Where "never" appears in a line of the entries below, that line should be copied.

Saved data entries:
******************************

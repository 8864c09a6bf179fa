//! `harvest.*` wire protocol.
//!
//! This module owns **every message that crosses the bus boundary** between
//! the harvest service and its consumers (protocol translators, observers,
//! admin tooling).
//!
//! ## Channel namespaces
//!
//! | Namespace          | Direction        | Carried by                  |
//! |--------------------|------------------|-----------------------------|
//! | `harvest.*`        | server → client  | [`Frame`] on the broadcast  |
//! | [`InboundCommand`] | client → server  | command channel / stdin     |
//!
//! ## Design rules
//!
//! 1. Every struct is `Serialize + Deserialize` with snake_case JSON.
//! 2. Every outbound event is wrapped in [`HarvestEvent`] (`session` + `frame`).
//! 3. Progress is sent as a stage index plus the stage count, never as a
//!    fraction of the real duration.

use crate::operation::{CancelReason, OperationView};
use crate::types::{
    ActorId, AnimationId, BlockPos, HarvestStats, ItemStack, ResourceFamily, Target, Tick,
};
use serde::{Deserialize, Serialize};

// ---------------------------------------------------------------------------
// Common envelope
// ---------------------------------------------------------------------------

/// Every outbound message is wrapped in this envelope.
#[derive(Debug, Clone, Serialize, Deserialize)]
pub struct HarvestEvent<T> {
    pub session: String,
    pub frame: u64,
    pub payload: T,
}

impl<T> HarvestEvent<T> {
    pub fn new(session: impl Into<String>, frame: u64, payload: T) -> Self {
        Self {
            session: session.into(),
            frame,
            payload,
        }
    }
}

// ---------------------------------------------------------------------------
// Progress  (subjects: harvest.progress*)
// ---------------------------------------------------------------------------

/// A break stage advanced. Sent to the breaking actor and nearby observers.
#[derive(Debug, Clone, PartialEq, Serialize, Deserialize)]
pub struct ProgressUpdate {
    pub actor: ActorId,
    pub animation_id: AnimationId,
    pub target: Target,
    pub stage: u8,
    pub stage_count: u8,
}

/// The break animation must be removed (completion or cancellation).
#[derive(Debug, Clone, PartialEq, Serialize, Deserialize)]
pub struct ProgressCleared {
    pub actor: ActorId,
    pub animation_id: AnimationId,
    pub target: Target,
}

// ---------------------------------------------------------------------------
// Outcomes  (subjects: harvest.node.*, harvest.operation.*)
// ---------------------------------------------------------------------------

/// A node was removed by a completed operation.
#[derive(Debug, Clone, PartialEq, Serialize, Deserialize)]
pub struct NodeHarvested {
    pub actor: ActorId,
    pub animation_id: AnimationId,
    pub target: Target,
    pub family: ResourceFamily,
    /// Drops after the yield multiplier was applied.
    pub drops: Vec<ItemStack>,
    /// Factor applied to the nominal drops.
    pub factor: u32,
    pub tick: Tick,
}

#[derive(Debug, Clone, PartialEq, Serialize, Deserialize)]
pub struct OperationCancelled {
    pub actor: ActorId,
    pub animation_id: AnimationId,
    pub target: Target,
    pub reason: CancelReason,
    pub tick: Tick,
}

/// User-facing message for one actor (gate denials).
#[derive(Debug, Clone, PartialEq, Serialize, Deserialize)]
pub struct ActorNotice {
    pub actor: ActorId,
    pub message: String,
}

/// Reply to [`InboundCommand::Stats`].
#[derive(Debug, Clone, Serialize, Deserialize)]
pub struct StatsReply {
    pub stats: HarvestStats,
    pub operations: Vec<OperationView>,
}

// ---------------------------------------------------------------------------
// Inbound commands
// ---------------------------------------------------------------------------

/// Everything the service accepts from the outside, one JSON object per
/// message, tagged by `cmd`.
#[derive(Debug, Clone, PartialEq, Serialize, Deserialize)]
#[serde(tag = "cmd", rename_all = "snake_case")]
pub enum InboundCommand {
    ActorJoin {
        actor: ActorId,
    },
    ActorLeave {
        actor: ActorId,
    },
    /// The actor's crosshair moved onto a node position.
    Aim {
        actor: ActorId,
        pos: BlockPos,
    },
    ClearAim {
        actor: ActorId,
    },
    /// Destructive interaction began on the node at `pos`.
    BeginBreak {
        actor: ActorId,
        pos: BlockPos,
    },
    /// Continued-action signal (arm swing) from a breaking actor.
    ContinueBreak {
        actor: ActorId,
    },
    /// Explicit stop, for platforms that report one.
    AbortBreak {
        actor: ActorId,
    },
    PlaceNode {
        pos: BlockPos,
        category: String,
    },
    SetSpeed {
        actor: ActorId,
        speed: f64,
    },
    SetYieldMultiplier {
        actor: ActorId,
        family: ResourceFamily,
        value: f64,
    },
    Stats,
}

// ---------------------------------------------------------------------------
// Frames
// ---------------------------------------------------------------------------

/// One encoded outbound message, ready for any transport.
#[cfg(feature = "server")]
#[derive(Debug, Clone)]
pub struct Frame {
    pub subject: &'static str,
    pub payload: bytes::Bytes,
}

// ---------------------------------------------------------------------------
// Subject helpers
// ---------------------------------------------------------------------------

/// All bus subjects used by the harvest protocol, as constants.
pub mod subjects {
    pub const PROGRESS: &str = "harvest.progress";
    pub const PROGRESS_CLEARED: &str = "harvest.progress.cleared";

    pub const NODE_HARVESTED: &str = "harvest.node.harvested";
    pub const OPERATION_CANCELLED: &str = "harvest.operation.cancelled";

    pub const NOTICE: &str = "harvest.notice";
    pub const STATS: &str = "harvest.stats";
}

******************************

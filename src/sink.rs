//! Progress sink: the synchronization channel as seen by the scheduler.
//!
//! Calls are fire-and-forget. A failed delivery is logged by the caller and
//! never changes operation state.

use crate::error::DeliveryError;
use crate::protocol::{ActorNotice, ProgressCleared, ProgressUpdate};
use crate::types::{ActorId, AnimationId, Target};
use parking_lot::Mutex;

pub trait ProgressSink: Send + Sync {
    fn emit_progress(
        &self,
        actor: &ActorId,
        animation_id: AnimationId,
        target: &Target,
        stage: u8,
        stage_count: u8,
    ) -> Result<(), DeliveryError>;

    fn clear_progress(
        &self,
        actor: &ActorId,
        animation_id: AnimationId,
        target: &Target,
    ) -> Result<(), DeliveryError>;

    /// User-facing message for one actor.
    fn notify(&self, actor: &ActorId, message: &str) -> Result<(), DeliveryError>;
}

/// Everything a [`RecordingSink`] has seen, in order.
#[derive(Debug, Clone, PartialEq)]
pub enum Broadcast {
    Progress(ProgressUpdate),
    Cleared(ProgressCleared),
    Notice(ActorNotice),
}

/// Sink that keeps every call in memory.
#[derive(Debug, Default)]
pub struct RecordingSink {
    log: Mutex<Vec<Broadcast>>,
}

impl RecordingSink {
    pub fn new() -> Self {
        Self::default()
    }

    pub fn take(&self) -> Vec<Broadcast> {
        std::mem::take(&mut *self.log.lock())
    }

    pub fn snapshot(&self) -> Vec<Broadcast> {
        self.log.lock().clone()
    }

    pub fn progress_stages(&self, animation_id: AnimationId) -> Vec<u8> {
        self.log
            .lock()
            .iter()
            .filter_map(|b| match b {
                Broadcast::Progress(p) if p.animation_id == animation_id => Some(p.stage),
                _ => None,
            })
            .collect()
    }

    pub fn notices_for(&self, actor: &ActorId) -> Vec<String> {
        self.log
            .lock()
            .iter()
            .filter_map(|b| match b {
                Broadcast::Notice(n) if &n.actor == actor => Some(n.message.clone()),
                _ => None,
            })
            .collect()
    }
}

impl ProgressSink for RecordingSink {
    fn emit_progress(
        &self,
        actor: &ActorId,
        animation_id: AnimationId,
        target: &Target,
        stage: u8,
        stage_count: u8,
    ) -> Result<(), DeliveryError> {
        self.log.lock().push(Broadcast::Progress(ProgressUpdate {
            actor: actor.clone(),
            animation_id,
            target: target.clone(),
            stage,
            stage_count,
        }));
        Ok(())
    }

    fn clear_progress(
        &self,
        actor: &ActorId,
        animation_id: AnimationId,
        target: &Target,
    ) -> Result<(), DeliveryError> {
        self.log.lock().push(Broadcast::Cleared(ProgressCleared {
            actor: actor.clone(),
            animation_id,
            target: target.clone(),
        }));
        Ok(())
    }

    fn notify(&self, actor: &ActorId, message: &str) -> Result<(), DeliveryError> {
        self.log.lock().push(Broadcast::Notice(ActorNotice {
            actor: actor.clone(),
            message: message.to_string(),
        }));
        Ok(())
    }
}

******************************

• Answer space
//! 3. Progress is sent as a stage index plus the stage count, never as a
//! never changes operation state.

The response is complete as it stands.